#### Stored items:
**********

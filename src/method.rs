//! HTTP method as a typed enum.
//!
//! Covers the RFC 9110 standard methods. Anything else is rejected by the
//! server with `405 Method Not Allowed` before it reaches the pipeline.

use std::fmt;
use std::str::FromStr;

/// A known HTTP method.
#[derive(Clone, Copy, Debug, Eq, Hash, PartialEq)]
pub enum Method {
    Connect,
    Delete,
    Get,
    Head,
    Options,
    Patch,
    Post,
    Put,
    Trace,
}

impl Method {
    /// Every method, in the order the router checks them for `405` answers.
    pub(crate) const ALL: [Method; 9] = [
        Self::Get,
        Self::Post,
        Self::Put,
        Self::Delete,
        Self::Patch,
        Self::Head,
        Self::Options,
        Self::Connect,
        Self::Trace,
    ];

    /// Returns the uppercase wire representation (e.g. `"GET"`).
    pub fn as_str(self) -> &'static str {
        match self {
            Self::Connect => "CONNECT",
            Self::Delete  => "DELETE",
            Self::Get     => "GET",
            Self::Head    => "HEAD",
            Self::Options => "OPTIONS",
            Self::Patch   => "PATCH",
            Self::Post    => "POST",
            Self::Put     => "PUT",
            Self::Trace   => "TRACE",
        }
    }
}

/// Parses an uppercase method string (e.g. `"GET"`). Case-sensitive per RFC 9110 §9.1.
impl FromStr for Method {
    type Err = ();

    fn from_str(s: &str) -> Result<Self, Self::Err> {
        match s {
            "CONNECT" => Ok(Self::Connect),
            "DELETE"  => Ok(Self::Delete),
            "GET"     => Ok(Self::Get),
            "HEAD"    => Ok(Self::Head),
            "OPTIONS" => Ok(Self::Options),
            "PATCH"   => Ok(Self::Patch),
            "POST"    => Ok(Self::Post),
            "PUT"     => Ok(Self::Put),
            "TRACE"   => Ok(Self::Trace),
            _         => Err(()),
        }
    }
}

impl TryFrom<&http::Method> for Method {
    type Error = ();

    fn try_from(m: &http::Method) -> Result<Self, Self::Error> {
        m.as_str().parse()
    }
}

impl fmt::Display for Method {
    fn fmt(&self, f: &mut fmt::Formatter<'_>) -> fmt::Result {
        f.write_str(self.as_str())
    }
}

**********

#### Task requirements:
Produce an exact repeat of the lines from the one containing "m.as_str().parse()" through the last line of the data, and nothing more.

#### Written reply:
        m.as_str().parse()
    }
}

impl fmt::Display for Method {
    fn fmt(&self, f: &mut fmt::Formatter<'_>) -> fmt::Result {
        f.write_str(self.as_str())
    }
}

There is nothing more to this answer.